6/10
Wild
11 January 2021
Warning: Spoilers
Threshold of the Void is all about an artist named Wanda Leibovitz who comes to Paris to escape heartbreak, only to find a room for rent - once kept for the dead sister of her landlord, now containing a forbidden door - that will dominate her life.

Of course, Wanda is told that she can't ever open that door, but she does, and once she experiences the exquisite unending blackness of that room, she learns that she can paint better than she ever has in her life. That said, she now feels like she's dying and that all of the people in her life - like her landlady and her brother's friend Dr. Liancourt - are not what they seem.

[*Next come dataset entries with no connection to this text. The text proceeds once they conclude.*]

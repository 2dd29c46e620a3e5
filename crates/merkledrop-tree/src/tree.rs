//! # Merkle Tree Construction
//!
//! Builds an immutable layered tree over an ordered sequence of leaf
//! digests.
//!
//! ## Algorithm
//!
//! ```text
//! layer[0]   = leaves (input order, positions are proof addresses)
//! layer[k+1] = pair_hash(layer[k][2i], layer[k][2i+1]) for each full pair
//!              ++ layer[k][last]  if layer[k] has odd length
//! root       = the single digest of the last layer
//! ```
//!
//! An unpaired node is carried up unchanged: it is neither hashed with
//! itself nor padded. This fixes both the root and the proof shape for
//! leaf counts that are not powers of two, and matches `merkletreejs` with
//! `sortPairs: true`.
//!
//! ## Concurrency
//!
//! Layers are built strictly in sequence. Within one layer every pair is
//! independent; with the `parallel` feature, [`par_build`] hashes large
//! layers on the rayon pool and produces a tree identical to [`build`].

use merkledrop_core::{Digest, HashAlgorithm, TreeError};

use crate::hash::pair_hash;

/// Layers shorter than this are combined sequentially by [`par_build`].
#[cfg(feature = "parallel")]
pub const PARALLEL_CUTOFF: usize = 2048;

/// An immutable Merkle tree.
///
/// Holds every layer from the leaves up to the root. There is no mutating
/// API; a changed record set means building a new tree.
#[derive(Debug, Clone, PartialEq, Eq)]
pub struct MerkleTree {
    algorithm: HashAlgorithm,
    layers: Vec<Vec<Digest>>,
    root: Digest,
}

impl MerkleTree {
    /// The root digest committing to every leaf.
    pub fn root(&self) -> Digest {
        self.root
    }

    /// The hash algorithm used for internal nodes.
    pub fn hash_algorithm(&self) -> HashAlgorithm {
        self.algorithm
    }

    /// All layers, leaves first, root layer last.
    pub fn layers(&self) -> &[Vec<Digest>] {
        &self.layers
    }

    /// The leaf layer in original order.
    pub fn leaves(&self) -> &[Digest] {
        // `build` never produces a tree without a leaf layer.
        self.layers.first().map(Vec::as_slice).unwrap_or_default()
    }

    /// Number of leaves.
    pub fn leaf_count(&self) -> usize {
        self.leaves().len()
    }

    /// Number of layers above the leaves (0 for a single-leaf tree).
    pub fn depth(&self) -> usize {
        self.layers.len().saturating_sub(1)
    }

    /// Position of the first leaf equal to `leaf`.
    pub fn position_of(&self, leaf: &Digest) -> Option<usize> {
        self.leaves().iter().position(|l| l == leaf)
    }

    fn from_layers(algorithm: HashAlgorithm, layers: Vec<Vec<Digest>>) -> Result<Self, TreeError> {
        let root = layers
            .last()
            .and_then(|top| top.first())
            .copied()
            .ok_or(TreeError::Empty)?;
        Ok(Self {
            algorithm,
            layers,
            root,
        })
    }
}

/// Build a tree over `leaves` with sorted-pair hashing.
///
/// # Errors
///
/// Returns [`TreeError::Empty`] if `leaves` is empty.
pub fn build(algorithm: HashAlgorithm, leaves: Vec<Digest>) -> Result<MerkleTree, TreeError> {
    build_with(algorithm, leaves, next_layer)
}

/// Build a tree over `leaves`, combining large layers in parallel.
///
/// Produces exactly the tree [`build`] produces.
///
/// # Errors
///
/// Returns [`TreeError::Empty`] if `leaves` is empty.
#[cfg(feature = "parallel")]
pub fn par_build(algorithm: HashAlgorithm, leaves: Vec<Digest>) -> Result<MerkleTree, TreeError> {
    build_with(algorithm, leaves, |algorithm, layer| {
        if layer.len() < PARALLEL_CUTOFF {
            next_layer(algorithm, layer)
        } else {
            par_next_layer(algorithm, layer)
        }
    })
}

fn build_with(
    algorithm: HashAlgorithm,
    leaves: Vec<Digest>,
    combine: impl Fn(HashAlgorithm, &[Digest]) -> Vec<Digest>,
) -> Result<MerkleTree, TreeError> {
    if leaves.is_empty() {
        return Err(TreeError::Empty);
    }
    let mut layers = vec![leaves];
    while let Some(current) = layers.last().filter(|layer| layer.len() > 1) {
        let next = combine(algorithm, current);
        tracing::debug!(layer = layers.len(), nodes = next.len(), "built layer");
        layers.push(next);
    }
    MerkleTree::from_layers(algorithm, layers)
}

/// Combine one layer into the next, carrying an odd tail node up unchanged.
fn next_layer(algorithm: HashAlgorithm, layer: &[Digest]) -> Vec<Digest> {
    let mut next = Vec::with_capacity(layer.len().div_ceil(2));
    let mut pairs = layer.chunks_exact(2);
    for pair in &mut pairs {
        next.push(pair_hash(algorithm, &pair[0], &pair[1]));
    }
    if let [odd] = pairs.remainder() {
        next.push(*odd);
    }
    next
}

#[cfg(feature = "parallel")]
fn par_next_layer(algorithm: HashAlgorithm, layer: &[Digest]) -> Vec<Digest> {
    use rayon::prelude::*;

    let mut next: Vec<Digest> = layer
        .par_chunks_exact(2)
        .map(|pair| pair_hash(algorithm, &pair[0], &pair[1]))
        .collect();
    if layer.len() % 2 == 1 {
        next.extend(layer.last().copied());
    }
    next
}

When Michel Lemoine (he directed and starred in Seven Women for Satan and also appears in Castle of the Creeping Flesh) is in a movie, nothing normal is about to happen. This is kind of 70's slow creeping burn - think Rosemary's Baby and Don't Look Now - and proves to me that that decade was the most downer ten years of all time.

Director Jean-François Davy's career is mostly in adult, with movies like Wife Swapping: French Style and Infidélités to his credit. But this one, well, he's making an art film that I guess you could call a giallo just because it really doesn't fit any other category.

Based on an André Ruellan's novel - the author also wrote the script - this is the kind of forgotten movie that once it comes out on blu ray will blow people's minds.